A NOVID probably worked from home, and, like Bar Lev, generally avoided people.
Others may have had COVID and just don’t know it. Those are the people in which Jill Hollenbach is interested: People who’ve had COVID but never had a single symptom.
“We were really stringent in how we selected people. And so, we only included people that had no symptoms whatsoever,” she said.
Hollenbach is an epidemiology and biostatistics researcher at UCSF, and her lab has found a gene variant that appears to protect people … not from infection, but from symptoms.
It’s a variant of an immune system gene, HLA-B. HLA-B sits on the surface of all of our cells, looking for invaders. When it sees a virus, it snatches up a piece and holds it up so some of our fighter immune cells — T cells — can see it. Since the COVID virus was novel, the viral chunk would be unfamiliar to our T cells, so they wouldn’t do anything.
But in the people with this specific HLA gene variant, HLA-B*15:01, the t cells responded immediately … like they had seen the COVID virus before, even though that was impossible.
“We know that there is a lot of similarity between parts of the SARS-CoV-2 virus and common cold coronaviruses,” she said. “What we think is going on in this case is that it's just a very kind of happy accident that the way this piece looks when it's being held up to the T cells by [the HLA variant] B*15 is just really similar to how the common cold virus looks.”
The T cells thought the novel coronavirus was an old coronavirus they’d fought before. They thought it was a familiar enemy and fought it as such.

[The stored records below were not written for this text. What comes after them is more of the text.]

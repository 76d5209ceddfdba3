//! Cell values produced by column accessors.
//!
//! A [`Value`] is what the engine sees of a record: columns turn a record into
//! values, and every search, filter, sort, and export decision is made on
//! those values alone.

use chrono::{DateTime, SecondsFormat, Utc};
use serde::{Deserialize, Serialize};
use std::cmp::Ordering;
use std::fmt;

/// A single cell value.
///
/// `Null` stands for both "absent" and "explicitly empty". It never matches a
/// search, always sorts last, and exports as an empty field.
///
/// Deserialization never produces `Timestamp`: a string always reads back as
/// `Text`, so a saved text filter keeps its substring semantics.
#[derive(Debug, Clone, PartialEq, Serialize, Deserialize, Default)]
#[serde(untagged)]
pub enum Value {
    #[default]
    Null,
    Bool(bool),
    Number(f64),
    #[serde(skip_deserializing)]
    Timestamp(DateTime<Utc>),
    Text(String),
    List(Vec<Value>),
    Object(serde_json::Map<String, serde_json::Value>),
}

impl Value {
    /// Create a text value.
    pub fn text(value: impl Into<String>) -> Self {
        Self::Text(value.into())
    }

    pub fn is_null(&self) -> bool {
        matches!(self, Value::Null)
    }

    /// Whether this value, used as a filter, actually constrains anything.
    ///
    /// `Null`, the empty string, and the empty list are all "no filter".
    pub fn is_active_filter(&self) -> bool {
        match self {
            Value::Null => false,
            Value::Text(s) => !s.is_empty(),
            Value::List(items) => !items.is_empty(),
            _ => true,
        }
    }

    /// Text used for search and substring filters.
    ///
    /// Returns `None` for `Null`. Lists join their elements with commas;
    /// objects render as compact JSON.
    pub fn search_text(&self) -> Option<String> {
        match self {
            Value::Null => None,
            Value::List(items) => Some(
                items
                    .iter()
                    .map(|item| item.search_text().unwrap_or_default())
                    .collect::<Vec<_>>()
                    .join(","),
            ),
            other => Some(other.to_string()),
        }
    }

    /// Text written into an exported cell.
    ///
    /// Structured values (lists and objects) are encoded as JSON.
    pub fn export_text(&self) -> String {
        match self {
            Value::Null => String::new(),
            Value::List(_) => serde_json::Value::from(self.clone()).to_string(),
            other => other.to_string(),
        }
    }

    fn kind_rank(&self) -> u8 {
        match self {
            Value::Null => 0,
            Value::Bool(_) => 1,
            Value::Number(_) => 2,
            Value::Timestamp(_) => 3,
            Value::Text(_) => 4,
            Value::List(_) => 5,
            Value::Object(_) => 6,
        }
    }

    /// Native ordering between two values.
    ///
    /// Values of the same kind compare naturally (numbers numerically, text
    /// lexicographically, timestamps chronologically, lists element-wise).
    /// Values of different kinds order by kind. `NaN` compares equal to any
    /// number. Null placement is the caller's concern.
    pub fn native_cmp(&self, other: &Value) -> Ordering {
        match (self, other) {
            (Value::Bool(a), Value::Bool(b)) => a.cmp(b),
            (Value::Number(a), Value::Number(b)) => a.partial_cmp(b).unwrap_or(Ordering::Equal),
            (Value::Timestamp(a), Value::Timestamp(b)) => a.cmp(b),
            (Value::Text(a), Value::Text(b)) => a.cmp(b),
            (Value::List(a), Value::List(b)) => {
                for (x, y) in a.iter().zip(b.iter()) {
                    match x.native_cmp(y) {
                        Ordering::Equal => continue,
                        non_eq => return non_eq,
                    }
                }
                a.len().cmp(&b.len())
            }
            (Value::Object(a), Value::Object(b)) => {
                serde_json::Value::Object(a.clone())
                    .to_string()
                    .cmp(&serde_json::Value::Object(b.clone()).to_string())
            }
            (a, b) => a.kind_rank().cmp(&b.kind_rank()),
        }
    }
}

fn format_number(n: f64) -> String {
    if n.is_finite() && n.fract() == 0.0 && n.abs() < 1e15 {
        format!("{}", n as i64)
    } else {
        format!("{}", n)
    }
}

impl fmt::Display for Value {
    fn fmt(&self, f: &mut fmt::Formatter<'_>) -> fmt::Result {
        match self {
            Value::Null => Ok(()),
            Value::Bool(b) => write!(f, "{}", b),
            Value::Number(n) => write!(f, "{}", format_number(*n)),
            Value::Timestamp(ts) => write!(f, "{}", ts.to_rfc3339_opts(SecondsFormat::AutoSi, true)),
            Value::Text(s) => write!(f, "{}", s),
            Value::List(_) => write!(f, "{}", serde_json::Value::from(self.clone())),
            Value::Object(map) => write!(f, "{}", serde_json::Value::Object(map.clone())),
        }
    }
}

impl From<serde_json::Value> for Value {
    fn from(value: serde_json::Value) -> Self {
        match value {
            serde_json::Value::Null => Value::Null,
            serde_json::Value::Bool(b) => Value::Bool(b),
            serde_json::Value::Number(n) => n.as_f64().map(Value::Number).unwrap_or(Value::Null),
            serde_json::Value::String(s) => Value::Text(s),
            serde_json::Value::Array(items) => {
                Value::List(items.into_iter().map(Value::from).collect())
            }
            serde_json::Value::Object(map) => Value::Object(map),
        }
    }
}

impl From<Value> for serde_json::Value {
    fn from(value: Value) -> Self {
        match value {
            Value::Null => serde_json::Value::Null,
            Value::Bool(b) => serde_json::Value::Bool(b),
            Value::Number(n) => {
                if n.is_finite() && n.fract() == 0.0 && n.abs() < 1e15 {
                    serde_json::Value::from(n as i64)
                } else {
                    serde_json::Number::from_f64(n)
                        .map(serde_json::Value::Number)
                        .unwrap_or(serde_json::Value::Null)
                }
            }
            Value::Timestamp(ts) => {
                serde_json::Value::String(ts.to_rfc3339_opts(SecondsFormat::AutoSi, true))
            }
            Value::Text(s) => serde_json::Value::String(s),
            Value::List(items) => {
                serde_json::Value::Array(items.into_iter().map(serde_json::Value::from).collect())
            }
            Value::Object(map) => serde_json::Value::Object(map),
        }
    }
}

impl From<&str> for Value {
    fn from(s: &str) -> Self {
        Value::Text(s.to_string())
    }
}

impl From<String> for Value {
    fn from(s: String) -> Self {
        Value::Text(s)
    }
}

impl From<bool> for Value {
    fn from(b: bool) -> Self {
        Value::Bool(b)
    }
}

impl From<f64> for Value {
    fn from(n: f64) -> Self {
        Value::Number(n)
    }
}

impl From<i64> for Value {
    fn from(n: i64) -> Self {
        Value::Number(n as f64)
    }
}

impl From<i32> for Value {
    fn from(n: i32) -> Self {
        Value::Number(n as f64)
    }
}

impl From<u32> for Value {
    fn from(n: u32) -> Self {
        Value::Number(n as f64)
    }
}

impl From<DateTime<Utc>> for Value {
    fn from(ts: DateTime<Utc>) -> Self {
        Value::Timestamp(ts)
    }
}

impl<T: Into<Value>> From<Option<T>> for Value {
    fn from(value: Option<T>) -> Self {
        value.map(Into::into).unwrap_or(Value::Null)
    }
}

impl<T: Into<Value>> From<Vec<T>> for Value {
    fn from(items: Vec<T>) -> Self {
        Value::List(items.into_iter().map(Into::into).collect())
    }
}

“And so, what we think is that very early in infection, these T cells get woken up, fired up, become activated and clear the infection before the person ever experiences any symptoms,” Hollenbach explained.
“So these people in some ways were vaccinated against COVID by virtue of having, you know, had a common cold virus earlier in their lives,” she added.
It’s important to learn why people like Bar Lev are NOVIDs — or became infected but never got sick — because a better understanding of our immune response to this virus could help us more efficiently fight the next virus … or fungus, or bacteria. That might reduce the need for distance and isolation. Bar Lev hopes that never has to happen again.
“It really cuts into a person's life,” he mused. “A long way. It really cuts deep. It's just a difficult, lonely existence.”
In the meantime, Bar Lev remains COVID cautious, generally avoiding large crowds and keeping up to date on his vaccines. It may be a lonely existence, but he still doesn’t know how he’d respond to COVID if he became infected. Would he become very sick? Would he die? That’s not a risk he’s willing to take.